In Italy, overall economic sentiment and confidence among manufacturers improved further in October to their best levels since before the pandemic, but consumer sentiment dropped back 1.3 index points to a 2-month low.

Dutch business confidence fell 0.8 index points to a 3-month low of -5.6 this month. Danish business sentiment, by contrast, rose to a 3-month high but still sub-zero score of -7.

Austrian business confidence in October rose further to a 7-month high but was accompanied by news of a 5-month low in Austrian consumer confidence.

South Korean business confidence improved two index points to a reading of 68 in August, which was the best score in two years and four months.

Producer prices in Spain were 0.9% lower than a year earlier in October, their greatest 12-month drop in five months and the seventh deflationary result in a row.

Icelandic CPI inflation increased 0.1 percentage point to a 2-month high of 3.6% in October. Belgian CPI inflation rose 0.1 percentage point as well to 0.9% in September.

Belgian third-quarter GDP bounced up 10.7% last quarter after dropping 3.5% in 1Q and 11.8% in 2Q. GDP remained 5.2% below its year-earlier level.

PPI inflation in South Africa, which had bottomed at 0.4% in May, accelerated another 0.1 percentage point to a 6-month high of 2.5% in September.

A 10.5% year-on-year plunge in Singapore producer prices in September was the most in 21 months.

German harmonized unemployment in October matched September’s 57-month high of 4.5% and was 1.4 percentage points greater than in October 2019.

Between the third quarters of 2019 and 2020, Australian export prices (down 9.9%) fell much more sharply than import prices (-3.7%).

U.S. real GDP rebounded on quarter at a 33.1% annualized rate in 3Q after dropping 5.0% in 1Q and then diving 31.4% in the second quarter. All this volatility lefter GDP 2.9% lower than in the third quarter of 2019. The lack of continuing fiscal stimulus was evident in a 4.5% slide in government expenditures (-6.8% compared to a year earlier). Net foreign demand exerted a 3.1 percentage point drag on the third-quarter GDP growth rate, and a 6.6 percentage point boost from inventories is another unsettling element from a forward-looking perspective. The total personal consumption price deflator and core PCE deflator were respectively 1.2% and 1.4% above their year-earlier levels. There’s still quite a way to go before Fed officials will be satisfied with the state of inflation.

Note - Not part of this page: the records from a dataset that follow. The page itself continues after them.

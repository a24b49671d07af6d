use super::common::{xm4_catalog, HANDS_FREE_ID, HEADPHONES_ID};
use wmipnp::core::{DeviceCatalog, EntityFilter, MemoryCatalog, PnpEntity};
use wmipnp::PnpError;

#[test]
fn test_by_friendly_name_is_exact() {
    let catalog = xm4_catalog();

    let headphones = PnpEntity::by_friendly_name(&catalog, "WH-1000XM4")
        .unwrap()
        .expect("headphones should be found");
    assert_eq!(headphones.device_id(), Some(HEADPHONES_ID));
    assert_eq!(headphones.pnp_device_id(), Some(HEADPHONES_ID));
    assert_eq!(headphones.description(), Some("Bluetooth Device"));
    assert_eq!(
        headphones.class_guid(),
        Some("{e0cbf06c-cd8b-4647-bb8a-263b43f0f974}")
    );

    assert!(PnpEntity::by_friendly_name(&catalog, "WH-1000")
        .unwrap()
        .is_none());
}

#[test]
fn test_by_friendly_name_ignores_case() {
    let catalog = xm4_catalog();
    let entity = PnpEntity::by_friendly_name(&catalog, "wh-1000xm4 hands-free ag")
        .unwrap()
        .unwrap();
    assert_eq!(entity.device_id(), Some(HANDS_FREE_ID));
}

#[test]
fn test_by_device_id() {
    let catalog = xm4_catalog();

    let entity = PnpEntity::by_device_id(&catalog, HANDS_FREE_ID)
        .unwrap()
        .unwrap();
    assert_eq!(entity.name(), Some("WH-1000XM4 Hands-Free AG"));

    let escaped = HANDS_FREE_ID.replace('\\', "\\\\");
    let raw = PnpEntity::by_device_id_raw(&catalog, &escaped)
        .unwrap()
        .unwrap();
    assert_eq!(raw.name(), Some("WH-1000XM4 Hands-Free AG"));

    assert!(PnpEntity::by_device_id(&catalog, "BTHENUM\\UNKNOWN")
        .unwrap()
        .is_none());
}

#[test]
fn test_like_friendly_name_returns_all_matches() {
    let catalog = xm4_catalog();

    let entities = PnpEntity::like_friendly_name(&catalog, "1000XM4").unwrap();
    let names: Vec<&str> = entities.iter().filter_map(|e| e.name()).collect();
    assert_eq!(names, vec!["WH-1000XM4 Hands-Free AG", "WH-1000XM4"]);

    assert!(PnpEntity::like_friendly_name(&catalog, "XM5")
        .unwrap()
        .is_empty());
}

#[test]
fn test_empty_catalog_finds_nothing() {
    let catalog = MemoryCatalog::new();
    assert!(catalog.is_empty());
    assert!(PnpEntity::by_friendly_name(&catalog, "WH-1000XM4")
        .unwrap()
        .is_none());
    assert!(catalog
        .first(&EntityFilter::friendly_name_like("WH"))
        .unwrap()
        .is_none());
}

#[test]
fn test_invalid_lookup_is_rejected() {
    let catalog = xm4_catalog();

    let err = PnpEntity::by_friendly_name(&catalog, "").unwrap_err();
    assert!(matches!(err, PnpError::InvalidQuery(_)));

    let err = PnpEntity::like_friendly_name(&catalog, "WH\n").unwrap_err();
    assert!(matches!(err, PnpError::InvalidQuery(_)));
}

#[test]
fn test_works_through_trait_object() {
    let catalog: Box<dyn DeviceCatalog> = Box::new(xm4_catalog());
    let entity = PnpEntity::by_friendly_name(&*catalog, "WH-1000XM4")
        .unwrap()
        .unwrap();
    assert_eq!(entity.device_id(), Some(HEADPHONES_ID));
}

#[test]
fn test_names_with_backslashes_and_quotes() {
    let mut catalog = MemoryCatalog::new();
    catalog.add_device(super::common::record("Audio\\", "SWD\\AUDIO\\1"), Vec::new());
    catalog.add_device(
        super::common::record("x\\' OR Name LIKE '%", "SWD\\AUDIO\\2"),
        Vec::new(),
    );

    let trailing = PnpEntity::by_friendly_name(&catalog, "Audio\\")
        .unwrap()
        .unwrap();
    assert_eq!(trailing.device_id(), Some("SWD\\AUDIO\\1"));

    let quoted = PnpEntity::by_friendly_name(&catalog, "x\\' OR Name LIKE '%")
        .unwrap()
        .unwrap();
    assert_eq!(quoted.device_id(), Some("SWD\\AUDIO\\2"));

    assert!(PnpEntity::by_friendly_name(&catalog, "Audio")
        .unwrap()
        .is_none());
}
// Core PnP lookup and property logic

pub mod catalog;
pub mod cim_datetime;
pub mod config;
pub mod entity;
pub mod headset;
pub mod memory;
pub mod property;
pub mod query;
pub mod validation;

// Re-export commonly used items
pub use catalog::{DeviceCatalog, PropertySource};
pub use config::Config;
pub use entity::{EntityRecord, PnpEntity};
pub use headset::{Headset, HeadsetStatus};
pub use memory::{DeviceSnapshot, MemoryCatalog, SnapshotDevice};
pub use property::{DataType, DeviceProperty, PropertyValue};
pub use query::EntityFilter;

Just in: The ECB Governing Council did not change policy settings, nor was a change expected by street analysts. The deposit rate has been -0.5% since September 2019, and the size of the PEPP program of pandemic support was lifted to 1.35 trillion euros last June and will remain at least through next June. Regular asset purchases will be maintained at a pace of 20 billion euros per month and not end until shortly before the first increase in interest rates. Euroland’s recovery has lost momentum, and inflation is currently negative. “Risks surrounding the euro area growth outlook are clearly tilted to the downside.” Updated macroeconomic forecasts due in December will guide what is done then. Risks continue to be tilted to the downside in the region because of the pandemic.